**Information supplied**

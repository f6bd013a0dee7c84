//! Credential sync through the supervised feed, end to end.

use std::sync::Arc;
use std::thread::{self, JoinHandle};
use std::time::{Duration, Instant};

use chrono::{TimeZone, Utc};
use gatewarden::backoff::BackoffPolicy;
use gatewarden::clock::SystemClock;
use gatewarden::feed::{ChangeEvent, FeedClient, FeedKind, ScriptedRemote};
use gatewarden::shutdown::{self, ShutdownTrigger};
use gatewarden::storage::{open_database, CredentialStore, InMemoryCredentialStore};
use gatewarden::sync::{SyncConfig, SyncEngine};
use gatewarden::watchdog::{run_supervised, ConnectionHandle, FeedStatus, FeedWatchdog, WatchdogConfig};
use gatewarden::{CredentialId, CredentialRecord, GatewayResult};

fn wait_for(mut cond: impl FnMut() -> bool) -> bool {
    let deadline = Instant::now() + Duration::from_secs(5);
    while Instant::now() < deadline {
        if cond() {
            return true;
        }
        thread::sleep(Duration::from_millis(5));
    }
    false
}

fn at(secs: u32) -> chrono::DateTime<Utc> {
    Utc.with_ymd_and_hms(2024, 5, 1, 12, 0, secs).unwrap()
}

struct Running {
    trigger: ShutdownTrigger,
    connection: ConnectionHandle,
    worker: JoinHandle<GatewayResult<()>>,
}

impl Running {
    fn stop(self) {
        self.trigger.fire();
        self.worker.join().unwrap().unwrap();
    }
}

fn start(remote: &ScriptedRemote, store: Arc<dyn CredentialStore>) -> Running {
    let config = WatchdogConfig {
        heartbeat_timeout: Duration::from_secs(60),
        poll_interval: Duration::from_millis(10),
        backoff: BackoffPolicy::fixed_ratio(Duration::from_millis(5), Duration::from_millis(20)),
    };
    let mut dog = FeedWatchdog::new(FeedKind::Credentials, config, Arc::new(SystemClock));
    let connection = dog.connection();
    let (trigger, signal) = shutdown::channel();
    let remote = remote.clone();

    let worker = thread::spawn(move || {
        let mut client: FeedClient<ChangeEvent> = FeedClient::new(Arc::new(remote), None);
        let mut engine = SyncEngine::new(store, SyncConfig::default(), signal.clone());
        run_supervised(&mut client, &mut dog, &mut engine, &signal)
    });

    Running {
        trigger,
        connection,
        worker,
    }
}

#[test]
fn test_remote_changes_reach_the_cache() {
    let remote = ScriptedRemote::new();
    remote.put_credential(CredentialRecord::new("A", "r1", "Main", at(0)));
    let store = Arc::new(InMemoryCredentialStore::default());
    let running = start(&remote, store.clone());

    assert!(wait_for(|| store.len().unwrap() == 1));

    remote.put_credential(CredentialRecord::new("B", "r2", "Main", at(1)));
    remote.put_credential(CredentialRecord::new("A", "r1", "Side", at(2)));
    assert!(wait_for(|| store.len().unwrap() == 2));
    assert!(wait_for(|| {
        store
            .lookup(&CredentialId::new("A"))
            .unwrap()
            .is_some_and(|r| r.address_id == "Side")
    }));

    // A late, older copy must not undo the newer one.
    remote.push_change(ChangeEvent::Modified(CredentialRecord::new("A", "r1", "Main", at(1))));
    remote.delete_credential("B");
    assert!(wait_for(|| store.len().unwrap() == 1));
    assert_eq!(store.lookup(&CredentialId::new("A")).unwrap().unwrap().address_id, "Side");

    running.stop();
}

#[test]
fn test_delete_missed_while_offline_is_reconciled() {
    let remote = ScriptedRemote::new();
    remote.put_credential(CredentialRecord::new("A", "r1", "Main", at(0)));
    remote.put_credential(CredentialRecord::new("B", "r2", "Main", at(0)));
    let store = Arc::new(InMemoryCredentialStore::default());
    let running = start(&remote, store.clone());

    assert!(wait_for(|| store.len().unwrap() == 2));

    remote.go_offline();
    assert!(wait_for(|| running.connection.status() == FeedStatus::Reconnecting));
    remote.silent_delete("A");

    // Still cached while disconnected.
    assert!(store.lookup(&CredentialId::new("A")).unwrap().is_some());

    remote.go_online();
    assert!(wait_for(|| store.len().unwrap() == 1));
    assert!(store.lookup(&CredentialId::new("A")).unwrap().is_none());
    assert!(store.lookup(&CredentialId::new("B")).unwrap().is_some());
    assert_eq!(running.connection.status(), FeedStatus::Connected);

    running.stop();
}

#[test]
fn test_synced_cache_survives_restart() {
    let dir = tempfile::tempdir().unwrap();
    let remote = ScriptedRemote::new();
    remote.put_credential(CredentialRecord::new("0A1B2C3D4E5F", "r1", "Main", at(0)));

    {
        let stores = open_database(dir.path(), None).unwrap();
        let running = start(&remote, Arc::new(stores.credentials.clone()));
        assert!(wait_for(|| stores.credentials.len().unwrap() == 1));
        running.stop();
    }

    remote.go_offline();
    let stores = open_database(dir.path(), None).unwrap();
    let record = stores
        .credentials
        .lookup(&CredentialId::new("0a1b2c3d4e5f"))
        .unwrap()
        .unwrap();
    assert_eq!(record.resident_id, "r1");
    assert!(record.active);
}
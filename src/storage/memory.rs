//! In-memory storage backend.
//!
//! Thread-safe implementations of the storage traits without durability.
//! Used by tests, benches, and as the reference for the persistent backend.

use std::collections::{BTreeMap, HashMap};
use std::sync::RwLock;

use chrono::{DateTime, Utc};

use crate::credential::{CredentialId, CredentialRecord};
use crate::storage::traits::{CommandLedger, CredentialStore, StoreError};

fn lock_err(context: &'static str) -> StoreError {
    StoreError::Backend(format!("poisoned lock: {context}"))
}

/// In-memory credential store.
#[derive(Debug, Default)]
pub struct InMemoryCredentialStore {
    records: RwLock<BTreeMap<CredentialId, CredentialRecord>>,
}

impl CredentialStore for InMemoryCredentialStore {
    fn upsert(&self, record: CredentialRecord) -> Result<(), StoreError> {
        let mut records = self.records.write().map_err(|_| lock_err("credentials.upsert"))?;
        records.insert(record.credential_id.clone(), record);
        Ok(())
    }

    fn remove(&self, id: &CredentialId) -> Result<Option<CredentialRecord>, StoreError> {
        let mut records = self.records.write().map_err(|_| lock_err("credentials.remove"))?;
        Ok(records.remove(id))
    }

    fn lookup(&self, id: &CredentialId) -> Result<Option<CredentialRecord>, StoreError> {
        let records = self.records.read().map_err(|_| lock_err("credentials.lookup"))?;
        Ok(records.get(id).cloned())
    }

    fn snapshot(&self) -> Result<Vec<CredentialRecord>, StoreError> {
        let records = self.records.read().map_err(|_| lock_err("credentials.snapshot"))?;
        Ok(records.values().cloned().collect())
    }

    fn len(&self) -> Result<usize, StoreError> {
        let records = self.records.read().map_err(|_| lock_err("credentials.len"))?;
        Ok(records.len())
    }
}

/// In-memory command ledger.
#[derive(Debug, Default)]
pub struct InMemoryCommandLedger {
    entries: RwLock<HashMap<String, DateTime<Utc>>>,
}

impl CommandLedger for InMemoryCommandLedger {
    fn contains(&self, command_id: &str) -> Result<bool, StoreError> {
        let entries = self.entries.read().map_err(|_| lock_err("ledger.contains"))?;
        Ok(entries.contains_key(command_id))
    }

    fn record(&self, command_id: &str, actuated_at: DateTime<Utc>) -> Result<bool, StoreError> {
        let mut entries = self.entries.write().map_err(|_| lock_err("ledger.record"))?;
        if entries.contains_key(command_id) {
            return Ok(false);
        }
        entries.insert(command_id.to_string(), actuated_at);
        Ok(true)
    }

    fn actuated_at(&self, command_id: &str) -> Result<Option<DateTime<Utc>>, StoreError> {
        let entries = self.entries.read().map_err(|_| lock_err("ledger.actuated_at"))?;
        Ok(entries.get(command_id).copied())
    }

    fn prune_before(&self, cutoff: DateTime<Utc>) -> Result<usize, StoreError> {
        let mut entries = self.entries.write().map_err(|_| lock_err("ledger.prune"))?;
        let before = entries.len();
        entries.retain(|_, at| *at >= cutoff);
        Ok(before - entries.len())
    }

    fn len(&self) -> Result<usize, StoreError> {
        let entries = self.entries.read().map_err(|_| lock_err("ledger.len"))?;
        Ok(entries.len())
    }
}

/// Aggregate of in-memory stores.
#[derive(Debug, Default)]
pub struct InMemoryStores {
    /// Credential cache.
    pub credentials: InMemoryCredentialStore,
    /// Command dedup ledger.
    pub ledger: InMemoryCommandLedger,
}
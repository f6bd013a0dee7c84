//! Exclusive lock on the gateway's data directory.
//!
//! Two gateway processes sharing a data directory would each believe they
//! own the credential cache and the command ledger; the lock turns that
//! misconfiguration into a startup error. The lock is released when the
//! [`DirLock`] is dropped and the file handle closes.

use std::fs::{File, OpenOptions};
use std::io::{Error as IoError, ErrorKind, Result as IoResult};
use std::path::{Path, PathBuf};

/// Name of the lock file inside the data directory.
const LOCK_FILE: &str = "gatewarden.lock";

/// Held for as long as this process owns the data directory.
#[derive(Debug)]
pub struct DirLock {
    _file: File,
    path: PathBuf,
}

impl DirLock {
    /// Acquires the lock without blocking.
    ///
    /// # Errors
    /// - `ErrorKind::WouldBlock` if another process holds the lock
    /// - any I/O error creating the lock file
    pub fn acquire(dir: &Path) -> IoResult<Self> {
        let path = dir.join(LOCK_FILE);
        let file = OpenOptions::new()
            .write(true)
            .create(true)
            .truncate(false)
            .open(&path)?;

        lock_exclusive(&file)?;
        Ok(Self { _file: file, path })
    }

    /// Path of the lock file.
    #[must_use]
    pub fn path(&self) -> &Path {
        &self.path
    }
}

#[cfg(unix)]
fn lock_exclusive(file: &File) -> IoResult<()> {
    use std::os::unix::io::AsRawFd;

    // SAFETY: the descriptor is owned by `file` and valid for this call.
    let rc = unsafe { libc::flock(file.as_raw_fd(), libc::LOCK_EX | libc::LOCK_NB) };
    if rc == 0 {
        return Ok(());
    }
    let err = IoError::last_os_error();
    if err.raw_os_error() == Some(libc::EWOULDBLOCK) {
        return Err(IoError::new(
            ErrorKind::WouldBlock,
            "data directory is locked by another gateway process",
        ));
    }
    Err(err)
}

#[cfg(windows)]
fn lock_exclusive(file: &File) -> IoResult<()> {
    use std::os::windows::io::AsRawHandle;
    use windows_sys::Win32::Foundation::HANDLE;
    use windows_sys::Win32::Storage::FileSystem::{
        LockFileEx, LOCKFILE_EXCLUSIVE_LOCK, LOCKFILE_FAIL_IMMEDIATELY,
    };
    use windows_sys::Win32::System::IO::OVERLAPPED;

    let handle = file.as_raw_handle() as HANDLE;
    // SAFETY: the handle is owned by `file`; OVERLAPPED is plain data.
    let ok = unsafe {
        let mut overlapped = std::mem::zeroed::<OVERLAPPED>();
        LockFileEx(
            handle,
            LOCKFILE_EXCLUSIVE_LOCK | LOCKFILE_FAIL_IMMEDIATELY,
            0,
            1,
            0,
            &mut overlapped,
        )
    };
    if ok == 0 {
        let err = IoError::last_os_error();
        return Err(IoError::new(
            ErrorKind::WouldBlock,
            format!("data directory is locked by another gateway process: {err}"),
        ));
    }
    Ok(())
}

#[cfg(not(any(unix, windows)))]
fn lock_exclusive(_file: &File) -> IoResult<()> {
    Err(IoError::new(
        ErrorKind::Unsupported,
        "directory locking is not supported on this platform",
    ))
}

**Problem details**
Output the lines above between the one holding "entries.retain(|_, at| *at" and the one holding "file handle closes.", inclusive, with nothing before or after them.

**Your response**
        entries.retain(|_, at| *at >= cutoff);
        Ok(before - entries.len())
    }

    fn len(&self) -> Result<usize, StoreError> {
        let entries = self.entries.read().map_err(|_| lock_err("ledger.len"))?;
        Ok(entries.len())
    }
}

/// Aggregate of in-memory stores.
#[derive(Debug, Default)]
pub struct InMemoryStores {
    /// Credential cache.
    pub credentials: InMemoryCredentialStore,
    /// Command dedup ledger.
    pub ledger: InMemoryCommandLedger,
}
repository f6bd013a0dee7c84
//! Exclusive lock on the gateway's data directory.
//!
//! Two gateway processes sharing a data directory would each believe they
//! own the credential cache and the command ledger; the lock turns that
//! misconfiguration into a startup error. The lock is released when the
//! [`DirLock`] is dropped and the file handle closes.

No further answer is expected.